Make no mistakes, investigations are vital but regardless of their use in diagnosing a condition, patients still feel that the element of physical touch between a doctor and them is very important and provides a sense of satisfaction to them. The feel that 'they have been seen'. Medicine has always been an "art" as much as it wants to be a "science".  The "laying of hands" is not only an essential part of the Doctor-Patient Relationship - it may also be part of the treatment and essential for the cure. And most of the time, when a clinician is ‘laying his hand’, his mind opens up a bit more and there are lesser chances of him/her making erroneous assumptions.

Doctors have their own problems

In the developing countries because of a hopeless doctor-population ratio the doctors, particularly in government hospitals, are overburdened. It is not uncommon to find doctors besieged by patients from all sides, much like bees in a beehive, in their out-patient clinics. In such situations listening to a detailed history or conducting detailed physical examination of every patient is a Utopian dream. The doctors in private set ups have their own share of woes. The corporate management and the insurance companies force them to document many metrics, inputting data into their HIS / EHR systems, in order to meet requirements.
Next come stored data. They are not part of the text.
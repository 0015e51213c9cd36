//! Hub registry, room and session behaviour against in-memory sockets.

use girder_websocket::{
    CloseCode, Connection, ConnectionState, Frame, FrameDecoder, Hub, Message, OpCode,
    WebSocketConfig, WebSocketError, WebSocketHandler, run_session,
};
use parking_lot::Mutex;
use std::io::{self, Cursor, Write};
use std::sync::Arc;

#[derive(Clone, Default)]
struct SharedBuf(Arc<Mutex<Vec<u8>>>);

impl SharedBuf {
    fn frames(&self) -> Vec<Frame> {
        let mut decoder = FrameDecoder::new(usize::MAX);
        decoder.extend(&self.0.lock());
        let mut frames = Vec::new();
        while let Some(frame) = decoder.next_frame().unwrap() {
            frames.push(frame);
        }
        frames
    }
}

impl Write for SharedBuf {
    fn write(&mut self, buf: &[u8]) -> io::Result<usize> {
        self.0.lock().extend_from_slice(buf);
        Ok(buf.len())
    }

    fn flush(&mut self) -> io::Result<()> {
        Ok(())
    }
}

struct BrokenPipe;

impl Write for BrokenPipe {
    fn write(&mut self, _buf: &[u8]) -> io::Result<usize> {
        Err(io::Error::new(io::ErrorKind::BrokenPipe, "peer gone"))
    }

    fn flush(&mut self) -> io::Result<()> {
        Ok(())
    }
}

#[derive(Default)]
struct Recorder {
    events: Mutex<Vec<String>>,
}

impl WebSocketHandler for Recorder {
    fn on_open(&self, _hub: &Hub, conn: &Arc<Connection>) {
        self.events.lock().push(format!("open {}", conn.id));
    }

    fn on_message(&self, _hub: &Hub, _conn: &Arc<Connection>, message: Message) {
        self.events.lock().push(format!("message {:?}", message));
    }

    fn on_error(&self, _hub: &Hub, _conn: &Arc<Connection>, error: &WebSocketError) {
        self.events.lock().push(format!("error {}", error.close_code()));
    }

    fn on_close(&self, _hub: &Hub, _conn: &Arc<Connection>, reason: Option<&(CloseCode, String)>) {
        let code = reason.map(|(code, _)| code.as_u16()).unwrap_or(0);
        self.events.lock().push(format!("close {}", code));
    }

    fn on_ping(&self, _hub: &Hub, _conn: &Arc<Connection>, payload: &[u8]) {
        self.events.lock().push(format!("ping {}", payload.len()));
    }
}

fn hub_with(limit: usize) -> (Arc<Hub>, Arc<Recorder>) {
    let recorder = Arc::new(Recorder::default());
    let config = WebSocketConfig::builder().max_connections(limit).build();
    let hub = Arc::new(Hub::with_handler(config, recorder.clone()));
    (hub, recorder)
}

fn client(frames: &[Frame]) -> Cursor<Vec<u8>> {
    let mut bytes = Vec::new();
    for frame in frames {
        frame.clone().with_mask([1, 2, 3, 4]).encode_into(&mut bytes);
    }
    Cursor::new(bytes)
}

#[test]
fn test_room_join_and_leave() {
    let (hub, _) = hub_with(8);
    let a = hub.register(Box::new(io::sink()), None).unwrap();
    let b = hub.register(Box::new(io::sink()), None).unwrap();

    assert!(hub.join_room(a.id, "lobby").unwrap());
    assert!(!hub.join_room(a.id, "lobby").unwrap());
    hub.join_room(b.id, "lobby").unwrap();
    assert_eq!(hub.room_size("lobby"), 2);
    assert!(hub.in_room(a.id, "lobby"));
    assert_eq!(hub.rooms_of(a.id), vec!["lobby".to_string()]);

    assert!(hub.leave_room(a.id, "lobby"));
    assert!(!hub.leave_room(a.id, "lobby"));
    assert!(!hub.in_room(a.id, "lobby"));
    assert_eq!(hub.room_size("lobby"), 1);
    assert!(hub.rooms_of(a.id).is_empty());
}

#[test]
fn test_capacity_rejects_without_registering() {
    let (hub, recorder) = hub_with(2);
    hub.register(Box::new(io::sink()), None).unwrap();
    hub.register(Box::new(io::sink()), None).unwrap();

    let err = hub.register(Box::new(io::sink()), None).unwrap_err();
    assert!(matches!(err, WebSocketError::TooManyConnections { limit: 2 }));
    assert_eq!(hub.connection_count(), 2);
    assert_eq!(recorder.events.lock().len(), 2);
}

#[test]
fn test_broadcast_to_room_survives_failing_writer() {
    let (hub, _) = hub_with(8);
    let good = SharedBuf::default();
    let a = hub.register(Box::new(good.clone()), None).unwrap();
    let broken = hub.register(Box::new(BrokenPipe), None).unwrap();
    let outsider = SharedBuf::default();
    hub.register(Box::new(outsider.clone()), None).unwrap();

    hub.join_room(a.id, "news").unwrap();
    hub.join_room(broken.id, "news").unwrap();

    assert_eq!(hub.broadcast_to_room("news", Message::text("hello")), 1);
    assert_eq!(good.frames(), vec![Frame::text("hello")]);
    assert!(outsider.frames().is_empty());
    assert_eq!(hub.broadcast_to_room("nobody-here", Message::text("x")), 0);
}

#[test]
fn test_broadcast_reaches_everyone() {
    let (hub, _) = hub_with(8);
    let bufs: Vec<SharedBuf> = (0..3).map(|_| SharedBuf::default()).collect();
    for buf in &bufs {
        hub.register(Box::new(buf.clone()), None).unwrap();
    }
    assert_eq!(hub.broadcast(Message::binary(vec![1, 2])), 3);
    for buf in &bufs {
        assert_eq!(buf.frames(), vec![Frame::binary(vec![1, 2])]);
    }
}

#[test]
fn test_session_reassembles_and_answers() {
    let (hub, recorder) = hub_with(8);
    let out = SharedBuf::default();
    let conn = hub.register(Box::new(out.clone()), None).unwrap();

    let reader = client(&[
        Frame::text("Hel").with_fin(false),
        Frame::ping(b"hb".to_vec()),
        Frame::new(OpCode::Continuation, b"lo".to_vec()),
        Frame::close(CloseCode::Normal, "bye"),
    ]);
    run_session(&hub, &conn, reader).unwrap();

    assert_eq!(
        *recorder.events.lock(),
        vec![
            "open 1".to_string(),
            "ping 2".to_string(),
            format!("message {:?}", Message::Text("Hello".into())),
            "close 1000".to_string(),
        ]
    );
    assert_eq!(
        out.frames(),
        vec![Frame::pong(b"hb".to_vec()), Frame::close(CloseCode::Normal, "")]
    );
    assert_eq!(conn.state(), ConnectionState::Closed);
    assert_eq!(hub.connection_count(), 0);
}

#[test]
fn test_session_closes_on_unmasked_frame() {
    let (hub, recorder) = hub_with(8);
    let out = SharedBuf::default();
    let conn = hub.register(Box::new(out.clone()), None).unwrap();

    let reader = Cursor::new(Frame::text("plain").encode());
    let err = run_session(&hub, &conn, reader).unwrap_err();
    assert!(matches!(err, WebSocketError::Frame(_)));

    let frames = out.frames();
    assert_eq!(frames.len(), 1);
    assert_eq!(frames[0].opcode, OpCode::Close);
    assert_eq!(&frames[0].payload[..2], &1002u16.to_be_bytes());
    assert!(recorder.events.lock().contains(&"error 1002".to_string()));
    assert_eq!(hub.connection_count(), 0);
}

#[test]
fn test_session_closes_on_oversized_message() {
    let recorder = Arc::new(Recorder::default());
    let config = WebSocketConfig::builder().max_message_size(4).build();
    let hub = Hub::with_handler(config, recorder.clone());
    let out = SharedBuf::default();
    let conn = hub.register(Box::new(out.clone()), None).unwrap();

    let reader = client(&[
        Frame::binary(vec![0; 3]).with_fin(false),
        Frame::new(OpCode::Continuation, vec![0; 3]),
    ]);
    let err = run_session(&hub, &conn, reader).unwrap_err();
    assert!(matches!(err, WebSocketError::MessageTooLarge { .. }));
    assert_eq!(&out.frames()[0].payload[..2], &1009u16.to_be_bytes());
}

#[test]
fn test_session_peer_drop_unregisters() {
    let (hub, recorder) = hub_with(8);
    let conn = hub.register(Box::new(io::sink()), None).unwrap();
    hub.join_room(conn.id, "lobby").unwrap();

    run_session(&hub, &conn, Cursor::new(Vec::new())).unwrap();
    assert_eq!(hub.room_size("lobby"), 0);
    assert!(hub.get(conn.id).is_none());
    assert_eq!(recorder.events.lock().last().unwrap(), "close 1006");
}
Patients take this lack of eye-to-eye contact as a sign that doctors are more interested in their digital record than them. They feel that doctors are no longer listening to them. Lack of time and preoccupation with gadgets both are responsible for assuming common ailments and then relying on investigations for course correction at a later date.

Missed opportunities

Diagnostic error result in missed opportunities where something different could have been done to make the correct diagnosis earlier. . . . Evidence of omission (failure to do the right thing) or commission (doing something wrong) exists at the particular point in time at which the ‘error’ occurred. These missed opportunities could be caused by individual clinicians, the care team, the system, or patients. Diagnostic error can be defined as any mistake or failure in the diagnostic process leading to a misdiagnosis, a missed diagnosis, or a delayed diagnosis.
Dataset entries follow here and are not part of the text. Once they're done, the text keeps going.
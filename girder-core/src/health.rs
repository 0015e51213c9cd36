//! Health checks served by the health reserved route.
//!
//! - `{health_path}` - full report with every indicator
//! - `{health_path}/live` - liveness: only indicators marked for liveness
//! - `{health_path}/ready` - readiness: same as the full report
//!
//! The overall status is `DOWN` if any component is down, `DEGRADED` if
//! any is degraded, otherwise `UP`. `DOWN` maps to 503.

use crate::application::ServerStats;
use crate::http::HttpResponse;
use serde::Serialize;
use std::collections::BTreeMap;
use std::sync::Arc;
use std::time::{Instant, SystemTime, UNIX_EPOCH};

/// Health status of a component or the overall application.
#[derive(Debug, Clone, Copy, PartialEq, Eq, Serialize)]
#[serde(rename_all = "UPPERCASE")]
pub enum HealthStatus {
    Up,
    /// Functioning, with issues
    Degraded,
    Down,
}

impl HealthStatus {
    pub fn is_healthy(&self) -> bool {
        matches!(self, HealthStatus::Up | HealthStatus::Degraded)
    }

    pub fn http_status_code(&self) -> u16 {
        match self {
            HealthStatus::Up | HealthStatus::Degraded => 200,
            HealthStatus::Down => 503,
        }
    }
}

/// Result of a health check for a single component.
#[derive(Debug, Clone, Serialize)]
pub struct HealthCheckResult {
    pub name: String,
    pub status: HealthStatus,
    #[serde(skip_serializing_if = "BTreeMap::is_empty")]
    pub details: BTreeMap<String, String>,
}

impl HealthCheckResult {
    pub fn new(name: impl Into<String>, status: HealthStatus) -> Self {
        Self {
            name: name.into(),
            status,
            details: BTreeMap::new(),
        }
    }

    pub fn up(name: impl Into<String>) -> Self {
        Self::new(name, HealthStatus::Up)
    }

    pub fn degraded(name: impl Into<String>) -> Self {
        Self::new(name, HealthStatus::Degraded)
    }

    pub fn down(name: impl Into<String>) -> Self {
        Self::new(name, HealthStatus::Down)
    }

    pub fn with_detail(mut self, key: impl Into<String>, value: impl ToString) -> Self {
        self.details.insert(key.into(), value.to_string());
        self
    }
}

/// A component check run on every health request.
pub trait HealthIndicator: Send + Sync {
    fn name(&self) -> &str;

    fn check(&self) -> HealthCheckResult;

    /// Whether the liveness probe runs this check.
    fn include_in_liveness(&self) -> bool {
        false
    }
}

/// Which probe is being answered
#[derive(Debug, Clone, Copy, PartialEq, Eq)]
pub enum HealthProbe {
    Full,
    Liveness,
    Readiness,
}

/// Aggregated health report
#[derive(Debug, Clone, Serialize)]
pub struct HealthReport {
    pub status: HealthStatus,
    pub version: &'static str,
    pub uptime_seconds: u64,
    pub timestamp: u64,
    #[serde(skip_serializing_if = "Vec::is_empty")]
    pub components: Vec<HealthCheckResult>,
}

impl HealthReport {
    pub fn to_response(&self) -> HttpResponse {
        match serde_json::to_value(self) {
            Ok(body) => HttpResponse::new(self.status.http_status_code())
                .with_header("Cache-Control", "no-store")
                .with_json_value(&body),
            Err(_) => HttpResponse::internal_server_error(),
        }
    }
}

/// Runs the registered indicators.
#[derive(Clone)]
pub struct HealthService {
    indicators: Vec<Arc<dyn HealthIndicator>>,
    started_at: Instant,
}

impl Default for HealthService {
    fn default() -> Self {
        Self::new()
    }
}

impl HealthService {
    pub fn new() -> Self {
        Self {
            indicators: Vec::new(),
            started_at: Instant::now(),
        }
    }

    pub fn register(&mut self, indicator: impl HealthIndicator + 'static) {
        self.indicators.push(Arc::new(indicator));
    }

    pub fn indicator_names(&self) -> Vec<&str> {
        self.indicators.iter().map(|i| i.name()).collect()
    }

    pub fn check(&self, probe: HealthProbe) -> HealthReport {
        let components: Vec<HealthCheckResult> = self
            .indicators
            .iter()
            .filter(|indicator| probe != HealthProbe::Liveness || indicator.include_in_liveness())
            .map(|indicator| indicator.check())
            .collect();

        let status = if components.iter().any(|c| c.status == HealthStatus::Down) {
            HealthStatus::Down
        } else if components.iter().any(|c| c.status == HealthStatus::Degraded) {
            HealthStatus::Degraded
        } else {
            HealthStatus::Up
        };

        HealthReport {
            status,
            version: env!("CARGO_PKG_VERSION"),
            uptime_seconds: self.started_at.elapsed().as_secs(),
            timestamp: SystemTime::now()
                .duration_since(UNIX_EPOCH)
                .map(|d| d.as_secs())
                .unwrap_or(0),
            components,
        }
    }
}

/// Reports connection and request counters of the running server.
pub struct ServerHealthIndicator {
    stats: Arc<ServerStats>,
}

impl ServerHealthIndicator {
    pub fn new(stats: Arc<ServerStats>) -> Self {
        Self { stats }
    }
}

impl HealthIndicator for ServerHealthIndicator {
    fn name(&self) -> &str {
        "server"
    }

    fn check(&self) -> HealthCheckResult {
        HealthCheckResult::up("server")
            .with_detail("active_connections", self.stats.active_connections())
            .with_detail("requests", self.stats.requests())
            .with_detail("server_errors", self.stats.server_errors())
            .with_detail("websocket_upgrades", self.stats.websocket_upgrades())
    }

    fn include_in_liveness(&self) -> bool {
        true
    }
}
The diagnostic process has seven stages: (1) access and presentation, (2) history taking, (3) the physical examination, (4) investigations, (5) assessment, (6) referral, and (7) follow-up. A diagnostic error can occur at any stage in the diagnostic process, and there is a spectrum of patient consequences related to these errors ranging from no harm to severe harm. While all diagnostic process errors will lead to a missed, delayed, or wrong diagnosis, thankfully not all errors result in patient harm.
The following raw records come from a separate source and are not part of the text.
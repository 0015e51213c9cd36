//! Reserved internal routes
//!
//! Served after user routes and before the not-found handler, so an
//! application route on the same path shadows them.
//!
//! | Path | Serves |
//! |------|--------|
//! | `{docs_path}` | HTML route listing |
//! | `{docs_path}/docs.css` | its stylesheet |
//! | `{docs_path}/routes.json` | route listing as JSON |
//! | `{health_path}`, `/live`, `/ready` | health reports |
//! | `{graphql_path}` | GraphQL entrypoint, when an executor is installed |

use crate::config::ServerConfig;
use crate::context::RequestContext;
use crate::error::Result;
use crate::graphql::GraphQlEndpoint;
use crate::health::{HealthProbe, HealthService};
use crate::http::{HttpMethod, HttpResponse};
use crate::routing::Route;
use crate::static_assets;
use serde::Serialize;

/// Documentation assets
#[derive(Debug, Clone, Copy, PartialEq, Eq)]
pub enum DocsAsset {
    Page,
    Stylesheet,
    RouteIndex,
}

/// A resolved reserved route
#[derive(Debug, Clone, Copy, PartialEq, Eq)]
pub enum Reserved {
    GraphQl,
    Health(HealthProbe),
    Docs(DocsAsset),
}

#[derive(Serialize)]
struct RouteEntry<'r> {
    method: HttpMethod,
    path: &'r str,
    #[serde(flatten)]
    doc: &'r crate::routing::RouteDoc,
}

/// The reserved route table
#[derive(Clone)]
pub struct ReservedRoutes {
    enabled: bool,
    docs_path: String,
    health_path: String,
    graphql_path: String,
    graphql: Option<GraphQlEndpoint>,
    health: HealthService,
}

impl Default for ReservedRoutes {
    fn default() -> Self {
        let defaults = ServerConfig::default();
        Self {
            enabled: defaults.reserved_routes,
            docs_path: defaults.docs_path,
            health_path: defaults.health_path,
            graphql_path: defaults.graphql_path,
            graphql: None,
            health: HealthService::new(),
        }
    }
}

impl ReservedRoutes {
    pub fn new() -> Self {
        Self::default()
    }

    /// Take paths and switches from the server configuration.
    pub(crate) fn configure(&mut self, config: &ServerConfig) {
        self.enabled = config.reserved_routes;
        self.docs_path = normalize(&config.docs_path).to_string();
        self.health_path = normalize(&config.health_path).to_string();
        self.graphql_path = normalize(&config.graphql_path).to_string();
        self.graphql = self
            .graphql
            .take()
            .map(|endpoint| endpoint.with_playground(config.graphql_playground));
    }

    pub fn is_enabled(&self) -> bool {
        self.enabled
    }

    pub fn set_graphql(&mut self, endpoint: GraphQlEndpoint) {
        self.graphql = Some(endpoint);
    }

    pub fn health(&self) -> &HealthService {
        &self.health
    }

    pub fn health_mut(&mut self) -> &mut HealthService {
        &mut self.health
    }

    /// Resolve `(method, path)` to a reserved route.
    pub fn lookup(&self, method: HttpMethod, path: &str) -> Option<Reserved> {
        if !self.enabled {
            return None;
        }
        let path = normalize(path);

        if self.graphql.is_some() && path == self.graphql_path {
            return GraphQlEndpoint::handles(method).then_some(Reserved::GraphQl);
        }

        if !matches!(method, HttpMethod::GET | HttpMethod::HEAD) {
            return None;
        }

        if let Some(rest) = path.strip_prefix(self.health_path.as_str()) {
            match rest {
                "" => return Some(Reserved::Health(HealthProbe::Full)),
                "/live" => return Some(Reserved::Health(HealthProbe::Liveness)),
                "/ready" => return Some(Reserved::Health(HealthProbe::Readiness)),
                _ => {}
            }
        }

        if let Some(rest) = path.strip_prefix(self.docs_path.as_str()) {
            match rest {
                "" => return Some(Reserved::Docs(DocsAsset::Page)),
                "/docs.css" => return Some(Reserved::Docs(DocsAsset::Stylesheet)),
                "/routes.json" => return Some(Reserved::Docs(DocsAsset::RouteIndex)),
                _ => {}
            }
        }

        None
    }

    /// Serve a route resolved by [`lookup`](Self::lookup).
    pub fn serve(
        &self,
        which: Reserved,
        ctx: &mut RequestContext<'_>,
        routes: &[Route],
        websocket_paths: &[&str],
    ) -> Result<HttpResponse> {
        match which {
            Reserved::GraphQl => match &self.graphql {
                Some(endpoint) => endpoint.serve(ctx, &self.graphql_path),
                None => Ok(HttpResponse::not_found()),
            },
            Reserved::Health(probe) => Ok(self.health.check(probe).to_response()),
            Reserved::Docs(DocsAsset::Page) => Ok(HttpResponse::ok().with_html(
                static_assets::docs_html(&self.docs_path, routes, websocket_paths),
            )),
            Reserved::Docs(DocsAsset::Stylesheet) => Ok(HttpResponse::ok()
                .with_header("Content-Type", "text/css; charset=utf-8")
                .with_body(static_assets::DOCS_CSS)),
            Reserved::Docs(DocsAsset::RouteIndex) => {
                let entries: Vec<RouteEntry<'_>> = routes
                    .iter()
                    .map(|route| RouteEntry {
                        method: route.method,
                        path: &route.pattern,
                        doc: &route.doc,
                    })
                    .collect();
                HttpResponse::ok().with_json(&serde_json::json!({
                    "routes": entries,
                    "websockets": websocket_paths,
                }))
            }
        }
    }
}

// "/docs/" and "/docs" are the same reserved path
fn normalize(path: &str) -> &str {
    match path.trim_end_matches('/') {
        "" => "/",
        trimmed => trimmed,
    }
}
Medical diseases are becoming more complex, and people are living longer. There has never been a time where patients need to trust their doctors more. All doctors need to remember their oath and put the patient back in centre focus. Patients too need to learn that the vast majority us care about our patients and have their best interests in mind. We all need to become a team again. Patients need to regain our trust, and our profession needs to re-establish its integrity. We have to stop assuming the familiar and go back to the basics of history and physical examination.